Dr. Robert Becker, a neuroradiologist with Premier Radiology in Tupelo, said that the new generation 64-slice CT captures images so fast that it can actually picture movement, such as the heart beating, as well as smaller body structures and small vessels that were not able to be imaged until now. He added that previous-generation CTs, particularly single-slice and four-slice models, could not provide the image quality or detail that was desired to accurately diagnose heart and lung problems.
Becker and other physicians in the practice became aware of the technology through their continuing medical education and studied its applications in other parts of the country. Officials said that the Volume CT was introduced in June 2004 and is comparable in its patient cost to other CT scans.
Cost-effectiveness, patient convenience, and above all, the ability to detect diseases as quickly as possible in order to treat them earlier, are all priorities that went into the decision to purchase and install the new technology. While the overall cost of the equipment was not disclosed, Lee Frans, Medical Imaging director, said that the unit has a cost that is 40% to 60% higher than the 16-slice version of this equipment.
Frans said that a cardiac scan can be completed within five heartbeats and a whole body scan can be completed in 10 seconds. Becker said that this is advantageous particularly for children, elderly patients or others who may not be able to be still for longer periods. Noting the speed, Becker said that it probably takes longer for the technician to type in the patient’s name in the computer.
Once the images are taken by the CT scanner, a computer combines them to form a three-dimensional picture of the body structures. Specially-trained Premier Radiology physicians can then take these images and manipulate them to highlight areas of possible disease.
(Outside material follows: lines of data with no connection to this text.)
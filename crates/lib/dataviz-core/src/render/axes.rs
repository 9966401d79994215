use super::canvas::Canvas;
use super::font::{text_height, text_width};
use super::{BLACK, DARK_GRAY, GRID_GRAY};

const TICK_LENGTH: i32 = 5;
const TICK_SCALE: u32 = 2;
const LABEL_SCALE: u32 = 2;
const TITLE_SCALE: u32 = 3;

/// Maps a data interval onto a pixel interval.
#[derive(Debug, Clone, Copy, PartialEq)]
pub struct LinearScale {
    domain: (f64, f64),
    range: (f64, f64),
}

impl LinearScale {
    #[must_use]
    pub const fn new(domain: (f64, f64), range: (f64, f64)) -> Self {
        Self { domain, range }
    }

    #[must_use]
    pub const fn domain(&self) -> (f64, f64) {
        self.domain
    }

    #[must_use]
    pub fn map(&self, value: f64) -> f64 {
        let (d0, d1) = self.domain;
        let (r0, r1) = self.range;
        if (d1 - d0).abs() < f64::EPSILON {
            return (r0 + r1) / 2.0;
        }
        ((value - d0) / (d1 - d0)).mul_add(r1 - r0, r0)
    }
}

/// Widens `[min, max]` by `fraction` of its span on both sides; a zero span
/// is widened around the value instead.
#[must_use]
pub fn padded_domain(min: f64, max: f64, fraction: f64) -> (f64, f64) {
    let span = max - min;
    if span.abs() < f64::EPSILON {
        let pad = if min.abs() > f64::EPSILON { min.abs() * 0.1 } else { 1.0 };
        return (min - pad, max + pad);
    }
    ((-span).mul_add(fraction, min), span.mul_add(fraction, max))
}

/// A 1-2-5 step giving roughly `target` intervals over `span`.
#[must_use]
pub fn nice_step(span: f64, target: usize) -> f64 {
    if span <= 0.0 || !span.is_finite() {
        return 1.0;
    }
    let raw = span / target.max(1) as f64;
    let magnitude = 10_f64.powf(raw.log10().floor());
    let normalized = raw / magnitude;
    let nice = if normalized <= 1.0 {
        1.0
    } else if normalized <= 2.0 {
        2.0
    } else if normalized <= 5.0 {
        5.0
    } else {
        10.0
    };
    nice * magnitude
}

/// Tick positions on multiples of a nice step inside `[lo, hi]`.
#[must_use]
pub fn nice_ticks(lo: f64, hi: f64, target: usize) -> Vec<f64> {
    let step = nice_step(hi - lo, target);
    let first = (lo / step).ceil() * step;
    let mut ticks = Vec::new();
    let mut index = 0_u32;
    loop {
        let tick = f64::from(index).mul_add(step, first);
        if tick > step.mul_add(1e-9, hi) || index > 1000 {
            break;
        }
        // Snap values like 0.30000000000000004 onto the step grid.
        ticks.push((tick / step).round() * step);
        index += 1;
    }
    ticks
}

/// Formats a tick label with as many decimals as the step needs.
#[must_use]
pub fn format_tick(value: f64, step: f64) -> String {
    let decimals = if step >= 1.0 || step <= 0.0 {
        0
    } else {
        (-step.log10().floor()) as usize
    };
    let text = format!("{value:.decimals$}");
    if text.starts_with('-') && text.trim_start_matches(['-', '0', '.']).is_empty() {
        text.trim_start_matches('-').to_string()
    } else {
        text
    }
}

/// Pixel rectangle that holds the plotted data.
#[derive(Debug, Clone, Copy, PartialEq, Eq)]
pub struct PlotArea {
    pub left: i32,
    pub top: i32,
    pub width: u32,
    pub height: u32,
}

impl PlotArea {
    #[must_use]
    pub const fn right(&self) -> i32 {
        self.left + self.width as i32
    }

    #[must_use]
    pub const fn bottom(&self) -> i32 {
        self.top + self.height as i32
    }
}

/// A plot area with scales for both axes.
#[derive(Debug, Clone, Copy)]
pub struct Axes {
    pub area: PlotArea,
    pub x: LinearScale,
    pub y: LinearScale,
}

impl Axes {
    #[must_use]
    pub fn new(area: PlotArea, x_domain: (f64, f64), y_domain: (f64, f64)) -> Self {
        let x = LinearScale::new(x_domain, (f64::from(area.left), f64::from(area.right())));
        let y = LinearScale::new(y_domain, (f64::from(area.bottom()), f64::from(area.top)));
        Self { area, x, y }
    }

    #[must_use]
    pub fn to_pixel(&self, x: f64, y: f64) -> (i32, i32) {
        (self.x.map(x).round() as i32, self.y.map(y).round() as i32)
    }

    /// Horizontal grid lines and labelled ticks along the y axis.
    pub fn draw_y_ticks(&self, canvas: &mut Canvas, target: usize) {
        let (lo, hi) = self.y.domain();
        let step = nice_step(hi - lo, target);
        for tick in nice_ticks(lo, hi, target) {
            let py = self.y.map(tick).round() as i32;
            canvas.line(self.area.left, py, self.area.right(), py, GRID_GRAY, 1);
            canvas.line(self.area.left - TICK_LENGTH, py, self.area.left, py, BLACK, 1);
            let label = format_tick(tick, step);
            let width = text_width(&label, TICK_SCALE) as i32;
            let height = text_height(TICK_SCALE) as i32;
            canvas.text(
                self.area.left - TICK_LENGTH - 4 - width,
                py - height / 2,
                &label,
                TICK_SCALE,
                DARK_GRAY,
            );
        }
    }

    /// Vertical grid lines and labelled ticks along the x axis.
    pub fn draw_x_ticks(&self, canvas: &mut Canvas, target: usize) {
        let (lo, hi) = self.x.domain();
        let step = nice_step(hi - lo, target);
        for tick in nice_ticks(lo, hi, target) {
            let px = self.x.map(tick).round() as i32;
            canvas.line(px, self.area.top, px, self.area.bottom(), GRID_GRAY, 1);
            canvas.line(px, self.area.bottom(), px, self.area.bottom() + TICK_LENGTH, BLACK, 1);
            canvas.text_centered(
                px,
                self.area.bottom() + TICK_LENGTH + 4,
                &format_tick(tick, step),
                TICK_SCALE,
                DARK_GRAY,
            );
        }
    }

    pub fn draw_frame(&self, canvas: &mut Canvas) {
        canvas.stroke_rect(
            self.area.left,
            self.area.top,
            self.area.width + 1,
            self.area.height + 1,
            BLACK,
        );
    }
}

pub fn draw_title(canvas: &mut Canvas, text: &str) {
    let cx = canvas.width() as i32 / 2;
    canvas.text_centered(cx, 18, text, TITLE_SCALE, BLACK);
}

/// Axis title centered under the plot area, `offset` pixels below it.
pub fn draw_x_label(canvas: &mut Canvas, area: &PlotArea, text: &str, offset: i32) {
    let cx = area.left + area.width as i32 / 2;
    canvas.text_centered(cx, area.bottom() + offset, text, LABEL_SCALE, BLACK);
}

/// Axis title rotated a quarter turn, to the left of the plot area.
pub fn draw_y_label(canvas: &mut Canvas, area: &PlotArea, text: &str, offset: i32) {
    let cy = area.top + area.height as i32 / 2;
    let half = text_width(text, LABEL_SCALE) as i32 / 2;
    canvas.text_rotated_end((area.left - offset, cy - half), text, LABEL_SCALE, BLACK, 90.0);
}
Treatment — as early as possible
With some previous technologies, Becker said that there could be some blurring given the heart’s constant motion. But because the images are captured so quickly, the Volume CT can freeze-frame the heart pumping, the blood moving and the lungs breathing. He added that the detailed images can enable physicians to better pinpoint even the earliest signs of disease so that the patient can begin treatment as early as possible.
Officials said that patients that may benefit from a cardiac scan with this advanced CT are people at high risk for cardiovascular disease due to standard risk factors such as smoking, obesity, diabetes, high cholesterol or strong family history; patients who need follow-up after coronary bypass surgery, angioplasty or stents; people who have had chest pain or other symptoms, but have had normal cardiac tests; patients with no symptoms who have had abnormal cardiac testing, including stress, EKG, stress ECHO and stress thallium.
Range of applications
Frans said that the new CT scan could be used for many different types of exams including cardiac imaging, abdominal imaging, angiography, pulmonary imaging, neuro imaging, oncologic imaging and bone imaging.
Given the sophistication of the technology, Frans said that the technical and medical staff have been exposed to additional training onsite and out of the area due to new scanning protocols and the utilization of computer and software applications.
To date, Frans said that patients that have been through the process have expressed positive feedback.
“The short time involved and the ability to have minimal preparation seem to have led to the positive response,” Frans said.